-- Opening Marker --
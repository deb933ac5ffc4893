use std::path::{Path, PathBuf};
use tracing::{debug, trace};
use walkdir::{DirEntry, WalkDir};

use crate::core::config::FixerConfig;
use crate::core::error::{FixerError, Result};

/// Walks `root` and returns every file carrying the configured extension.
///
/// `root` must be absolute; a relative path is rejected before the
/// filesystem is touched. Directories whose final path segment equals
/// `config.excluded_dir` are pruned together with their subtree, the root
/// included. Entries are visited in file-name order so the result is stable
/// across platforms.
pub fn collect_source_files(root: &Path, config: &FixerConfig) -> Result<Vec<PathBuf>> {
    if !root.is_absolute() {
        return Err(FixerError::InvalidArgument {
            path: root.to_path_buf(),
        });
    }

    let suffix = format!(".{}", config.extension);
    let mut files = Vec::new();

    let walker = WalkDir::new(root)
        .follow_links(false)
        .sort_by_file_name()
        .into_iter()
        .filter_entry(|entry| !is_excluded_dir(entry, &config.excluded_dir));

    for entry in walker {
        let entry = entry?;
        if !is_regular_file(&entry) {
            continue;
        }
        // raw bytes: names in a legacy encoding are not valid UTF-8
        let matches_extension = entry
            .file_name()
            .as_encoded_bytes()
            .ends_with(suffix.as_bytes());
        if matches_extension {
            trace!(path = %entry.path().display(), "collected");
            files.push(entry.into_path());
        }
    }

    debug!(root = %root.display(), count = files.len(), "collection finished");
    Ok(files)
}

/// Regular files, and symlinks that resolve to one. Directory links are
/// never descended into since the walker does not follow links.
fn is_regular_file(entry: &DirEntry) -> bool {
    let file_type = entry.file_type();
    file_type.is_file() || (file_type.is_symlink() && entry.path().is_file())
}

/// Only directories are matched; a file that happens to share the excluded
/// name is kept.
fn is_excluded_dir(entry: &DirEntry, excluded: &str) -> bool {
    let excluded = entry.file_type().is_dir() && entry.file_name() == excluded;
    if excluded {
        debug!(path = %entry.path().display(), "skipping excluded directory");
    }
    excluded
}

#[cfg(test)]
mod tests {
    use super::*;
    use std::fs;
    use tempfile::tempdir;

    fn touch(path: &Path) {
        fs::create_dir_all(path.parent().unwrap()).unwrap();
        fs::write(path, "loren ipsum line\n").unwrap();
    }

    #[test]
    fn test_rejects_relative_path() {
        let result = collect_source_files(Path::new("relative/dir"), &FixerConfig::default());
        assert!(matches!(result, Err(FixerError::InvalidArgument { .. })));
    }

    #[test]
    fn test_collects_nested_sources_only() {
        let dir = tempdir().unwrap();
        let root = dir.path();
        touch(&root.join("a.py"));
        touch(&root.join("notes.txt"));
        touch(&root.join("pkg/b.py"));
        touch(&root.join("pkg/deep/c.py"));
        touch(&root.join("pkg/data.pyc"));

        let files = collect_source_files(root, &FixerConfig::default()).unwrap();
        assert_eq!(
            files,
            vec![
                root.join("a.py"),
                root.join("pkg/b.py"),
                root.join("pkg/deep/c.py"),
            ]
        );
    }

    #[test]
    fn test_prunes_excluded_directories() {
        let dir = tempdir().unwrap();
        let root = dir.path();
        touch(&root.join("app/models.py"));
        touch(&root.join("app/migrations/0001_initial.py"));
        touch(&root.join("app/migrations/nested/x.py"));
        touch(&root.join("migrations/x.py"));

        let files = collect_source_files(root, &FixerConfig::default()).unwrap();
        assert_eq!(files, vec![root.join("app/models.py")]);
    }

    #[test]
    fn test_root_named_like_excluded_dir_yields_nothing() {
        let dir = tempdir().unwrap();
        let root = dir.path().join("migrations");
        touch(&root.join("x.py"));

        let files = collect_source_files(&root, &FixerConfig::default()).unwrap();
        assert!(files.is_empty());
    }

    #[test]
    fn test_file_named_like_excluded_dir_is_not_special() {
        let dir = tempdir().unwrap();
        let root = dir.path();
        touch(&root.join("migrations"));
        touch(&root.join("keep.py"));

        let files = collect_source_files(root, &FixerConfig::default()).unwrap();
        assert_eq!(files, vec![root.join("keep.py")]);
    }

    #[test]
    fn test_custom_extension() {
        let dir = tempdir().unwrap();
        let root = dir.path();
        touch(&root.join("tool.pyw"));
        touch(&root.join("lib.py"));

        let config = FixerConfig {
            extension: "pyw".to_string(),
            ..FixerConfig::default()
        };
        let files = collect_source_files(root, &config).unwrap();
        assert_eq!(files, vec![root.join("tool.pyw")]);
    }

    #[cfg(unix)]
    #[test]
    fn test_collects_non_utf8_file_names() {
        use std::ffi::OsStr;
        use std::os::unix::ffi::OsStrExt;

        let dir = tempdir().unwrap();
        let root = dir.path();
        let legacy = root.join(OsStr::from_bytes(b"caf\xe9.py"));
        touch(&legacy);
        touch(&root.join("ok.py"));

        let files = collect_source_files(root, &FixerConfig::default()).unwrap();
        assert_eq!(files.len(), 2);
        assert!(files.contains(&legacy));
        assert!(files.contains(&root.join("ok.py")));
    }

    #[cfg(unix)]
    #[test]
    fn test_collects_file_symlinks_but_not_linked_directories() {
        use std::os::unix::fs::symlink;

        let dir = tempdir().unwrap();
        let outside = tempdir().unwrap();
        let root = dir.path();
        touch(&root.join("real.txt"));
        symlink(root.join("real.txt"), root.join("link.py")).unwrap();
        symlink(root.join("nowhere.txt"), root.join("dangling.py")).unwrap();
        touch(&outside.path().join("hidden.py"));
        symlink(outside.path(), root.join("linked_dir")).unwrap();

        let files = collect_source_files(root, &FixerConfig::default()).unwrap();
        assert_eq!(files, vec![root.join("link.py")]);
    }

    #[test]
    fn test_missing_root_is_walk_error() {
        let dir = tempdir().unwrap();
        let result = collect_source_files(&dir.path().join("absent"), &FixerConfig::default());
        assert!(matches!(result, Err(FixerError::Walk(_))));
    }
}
-- Closing Marker --
**EXERCISE AIM:** All that is needed is the number of lines in the material containing the string "crate".

**EXERCISE ANSWER:** 2